//! What the engine wants drawn, decoupled from how it is drawn.

use chrono::{DateTime, Utc};

use crate::error::RenderError;
use crate::qr::QrArtifact;

/// One frame's worth of display state.
///
/// `Slideshow::fade` ramps 0.0 -> 1.0 over the transition window after an
/// advance; renderers that cannot blend simply ignore it.
#[derive(Debug, Clone, PartialEq)]
pub enum Scene {
    Menu {
        handles: Vec<String>,
        notice: Option<String>,
    },
    Slideshow {
        username: String,
        content: String,
        created_at: DateTime<Utc>,
        /// 1-based position of the current post.
        position: usize,
        total: usize,
        qr: QrArtifact,
        fade: f32,
    },
    Blank,
}

/// The drawing seam. Implementations own the actual surface, whether that
/// is a window, a terminal, or a recording buffer in tests.
pub trait Renderer {
    /// Draw one scene. Failures are recovered per frame by the run loop.
    ///
    /// # Errors
    ///
    /// Returns [`RenderError`] when the surface rejects the frame.
    fn render(&mut self, scene: &Scene) -> Result<(), RenderError>;
}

------------------------------

* [Requirement]
Write the entries out again in full, exactly as they appear above.

* [Problem solution]
//! What the engine wants drawn, decoupled from how it is drawn.

use chrono::{DateTime, Utc};

use crate::error::RenderError;
use crate::qr::QrArtifact;

/// One frame's worth of display state.
///
/// `Slideshow::fade` ramps 0.0 -> 1.0 over the transition window after an
/// advance; renderers that cannot blend simply ignore it.
#[derive(Debug, Clone, PartialEq)]
pub enum Scene {
    Menu {
        handles: Vec<String>,
        notice: Option<String>,
    },
    Slideshow {
        username: String,
        content: String,
        created_at: DateTime<Utc>,
        /// 1-based position of the current post.
        position: usize,
        total: usize,
        qr: QrArtifact,
        fade: f32,
    },
    Blank,
}

/// The drawing seam. Implementations own the actual surface, whether that
/// is a window, a terminal, or a recording buffer in tests.
pub trait Renderer {
    /// Draw one scene. Failures are recovered per frame by the run loop.
    ///
    /// # Errors
    ///
    /// Returns [`RenderError`] when the surface rejects the frame.
    fn render(&mut self, scene: &Scene) -> Result<(), RenderError>;
}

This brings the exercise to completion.